Release Date: 1989 | Tracklist

Review Summary: A Power/Thrash-metal hybrid from the days when such a mixed breed was barely possible.

I took a huge chance buying this cassette the summer it was released.

(Even in middle school I preferred the artwork and sound quality of LP’s. But at that time a stopover at the record store was usually the first stop in a long day of weekend skating, where other stopovers involved small packs of frenzied boys defacing infrastructure with curb grinds and rail slides, and where delicate LPs were in terrible danger from crashes and failed kick-flips.

And this wasn’t even considering the dangers from roving pick-up trucks filled with testosterone driven high-school jocks, either returning from football practice or just good naturedly driving around looking for someone to harass or, in the worst-case scenario -- God help us -- returning from an afternoon game after a loss and looking for someone to punish for it.

(I should add that truckloads of stoners, whose music we are now considering, and some of whom may be reading this review, were also a threat, but slightly less so because of our similarly nonconforming dress and attitudes, and our often-shared friends and tastes in music. Also, while the average thrasher of that day was as volatile as the average line backer, in my experience their pugilism was geared more towards honorable, one-on-one combat, usually at parties and shows. Football players, on the other hand, spend hours a week training for coordinated group violence against preferably weaker enemy tribes, the values of winning and acquiring trophies usually taking priority over honor in that particular culture)).
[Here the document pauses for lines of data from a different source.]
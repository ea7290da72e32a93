//! HTTP route handlers.

use axum::{
    Json, Router,
    extract::{Path, Query, State},
    http::StatusCode,
    response::{IntoResponse, Response},
    routing::get,
};
use chrono::Utc;
use tower_http::trace::TraceLayer;
use tracing::{debug, warn};

use crate::digitraffic::FeedError;
use crate::domain::{Coordinate, StationCode};
use crate::favorites::{FavoriteTrainData, FavoriteUpdate};

use super::dto::*;
use super::state::AppState;

const DEFAULT_NEAREST: usize = 5;
const MAX_NEAREST: usize = 20;

/// Create the application router.
pub fn create_router(state: AppState) -> Router {
    Router::new()
        .route("/health", get(health))
        .route("/api/stations", get(stations))
        .route("/api/stations/nearest", get(nearest_stations))
        .route("/api/trains", get(trains))
        .route("/api/favorites", get(list_favorites))
        .route(
            "/api/favorites/:train_number",
            get(get_favorite)
                .put(put_favorite)
                .patch(patch_favorite)
                .delete(delete_favorite),
        )
        .layer(TraceLayer::new_for_http())
        .with_state(state)
}

/// Health check endpoint.
async fn health() -> &'static str {
    "ok"
}

/// All passenger stations.
async fn stations(State(state): State<AppState>) -> Result<Json<StationsResponse>, AppError> {
    let stations = state.departures.stations().await?;
    Ok(Json(StationsResponse {
        stations: stations.as_ref().clone(),
    }))
}

/// Stations closest to a coordinate.
async fn nearest_stations(
    State(state): State<AppState>,
    Query(req): Query<NearestRequest>,
) -> Result<Json<NearestResponse>, AppError> {
    if !req.lat.is_finite() || !req.lon.is_finite() {
        return Err(AppError::BadRequest {
            message: "lat and lon must be finite numbers".to_string(),
        });
    }

    let limit = req.limit.unwrap_or(DEFAULT_NEAREST).min(MAX_NEAREST);
    let nearby = state
        .departures
        .nearest_stations(Coordinate::new(req.lat, req.lon), limit)
        .await?;

    Ok(Json(NearestResponse {
        stations: nearby.iter().filter_map(NearbyStationResult::from_nearby).collect(),
    }))
}

/// Departures from origin to destination.
///
/// Favorited trains get their stored track compared against the freshly
/// resolved one, so a moved track is flagged in the same response.
async fn trains(
    State(state): State<AppState>,
    Query(req): Query<TrainsRequest>,
) -> Result<Json<TrainsResponse>, AppError> {
    let origin = parse_station("origin", &req.origin)?;
    let destination = parse_station("destination", &req.destination)?;
    if origin == destination {
        return Err(AppError::BadRequest {
            message: "Origin and destination must differ".to_string(),
        });
    }

    let journeys = state.departures.journeys(&origin, &destination).await?;
    state.favorites.initialize().await;

    let now = Utc::now();
    let mut results = Vec::with_capacity(journeys.len());
    for journey in &journeys {
        let train_number = journey.train_number();
        let mut favorite = state.favorites.get(train_number);

        let update = match (&favorite, &journey.track) {
            (Some(stored), Some(info)) => stored.track_update(info),
            _ => None,
        };
        if let Some(update) = update {
            debug!(train_number, ?update, "updating favorite track");
            favorite = state.favorites.update(train_number, update).await;
        }

        results.push(JourneyResult::from_journey(journey, favorite.as_ref(), now));
    }

    Ok(Json(TrainsResponse {
        origin: origin.to_string(),
        destination: destination.to_string(),
        journeys: results,
    }))
}

async fn list_favorites(State(state): State<AppState>) -> Json<FavoritesResponse> {
    Json(FavoritesResponse {
        favorites: state.favorites.get_all().await,
    })
}

async fn get_favorite(
    State(state): State<AppState>,
    Path(train_number): Path<String>,
) -> Result<Json<FavoriteTrainData>, AppError> {
    check_train_number(&train_number)?;
    state.favorites.initialize().await;
    state
        .favorites
        .get(&train_number)
        .map(Json)
        .ok_or_else(|| not_favorited(&train_number))
}

/// Create or replace a favorite.
async fn put_favorite(
    State(state): State<AppState>,
    Path(train_number): Path<String>,
    Json(data): Json<FavoriteTrainData>,
) -> Result<Json<FavoriteTrainData>, AppError> {
    check_train_number(&train_number)?;
    state.favorites.set(&train_number, data.clone()).await;
    Ok(Json(data))
}

/// Merge fields into an existing favorite.
async fn patch_favorite(
    State(state): State<AppState>,
    Path(train_number): Path<String>,
    Json(update): Json<FavoriteUpdate>,
) -> Result<Json<FavoriteTrainData>, AppError> {
    check_train_number(&train_number)?;
    state
        .favorites
        .update(&train_number, update)
        .await
        .map(Json)
        .ok_or_else(|| not_favorited(&train_number))
}

async fn delete_favorite(
    State(state): State<AppState>,
    Path(train_number): Path<String>,
) -> Result<StatusCode, AppError> {
    check_train_number(&train_number)?;
    if state.favorites.remove(&train_number).await {
        Ok(StatusCode::NO_CONTENT)
    } else {
        Err(not_favorited(&train_number))
    }
}

fn parse_station(field: &str, value: &str) -> Result<StationCode, AppError> {
    StationCode::parse_normalized(value).map_err(|_| AppError::BadRequest {
        message: format!("Invalid {field} station code: {value}"),
    })
}

/// Train numbers are short ASCII digit strings.
fn check_train_number(train_number: &str) -> Result<(), AppError> {
    let valid = !train_number.is_empty()
        && train_number.len() <= 6
        && train_number.chars().all(|c| c.is_ascii_digit());
    if valid {
        Ok(())
    } else {
        Err(AppError::BadRequest {
            message: format!("Invalid train number: {train_number}"),
        })
    }
}

fn not_favorited(train_number: &str) -> AppError {
    AppError::NotFound {
        message: format!("Train {train_number} is not a favorite"),
    }
}

/// Application error type.
#[derive(Debug)]
pub enum AppError {
    BadRequest { message: String },
    NotFound { message: String },
    Unavailable { message: String },
}

impl From<FeedError> for AppError {
    fn from(e: FeedError) -> Self {
        let message = if e.is_rate_limited() {
            "Train data is temporarily rate limited, try again shortly".to_string()
        } else {
            format!("Train data unavailable: {e}")
        };
        AppError::Unavailable { message }
    }
}

impl IntoResponse for AppError {
    fn into_response(self) -> Response {
        let (status, message) = match self {
            AppError::BadRequest { message } => (StatusCode::BAD_REQUEST, message),
            AppError::NotFound { message } => (StatusCode::NOT_FOUND, message),
            AppError::Unavailable { message } => (StatusCode::SERVICE_UNAVAILABLE, message),
        };

        if status.is_server_error() {
            warn!(%status, "{message}");
        } else {
            debug!(%status, "{message}");
        }

        (status, Json(ErrorResponse { error: message })).into_response()
    }
}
Anyway, new music was a lot more precious when I picked up Onslaught’s 1989's In Search of Sanity. This was decades before streaming. My allowance afforded me at most two new cassettes per month, so I heard most new music from friends who had already taken a gamble by purchasing a record of unknown quality. But borrowing music from such people came with a price: I occasionally had to cross my fingers, take a chance and buy stuff I’d never heard, and then share it back out if it was any good. It was the only way to hear music that was different from the usual mellow stuff they played on the radio.

(Incidentally, in case anyone still wonders how anyone could possibly NOT love Metallica’s black album, my guess is that some of the hate stems from this affordability issue: It badly shocked a lot of people who greatly valued new music. Here, I don’t mean value in its aesthetic sense, as in "I appreciate new music.” No, I mean value in its economic sense, as in "I can't afford new music." Buying the new Metallica was a f*cking no brainer for everyone, remember? It was a no brainer whether you could afford one record or twenty records per month. And if you couldn’t afford the new Metallica, you borrowed the needed funds.

So, I picked up the black album the day it came out, I came home totally stoked, popped it in the player and SURPRISE SUCKER! IT’S NOT WHAT YOU EXPECTED! Medium, medium, slow, slow, slow. Man, f*cking slow and mellow. Relaxed. Suddenly I was stuck with something that sounded a lot closer to Radio Metal than Ride the Lightening, stuck with no new purchases until at least my next paycheck. Damn. At least by then I had busboy wages, but I still felt burned. And I wasn’t alone. Slayer’s Dave Lombardo said he chucked it down the stairs. And you know what? If it was okay for him to be disappointed by it, it was okay for me).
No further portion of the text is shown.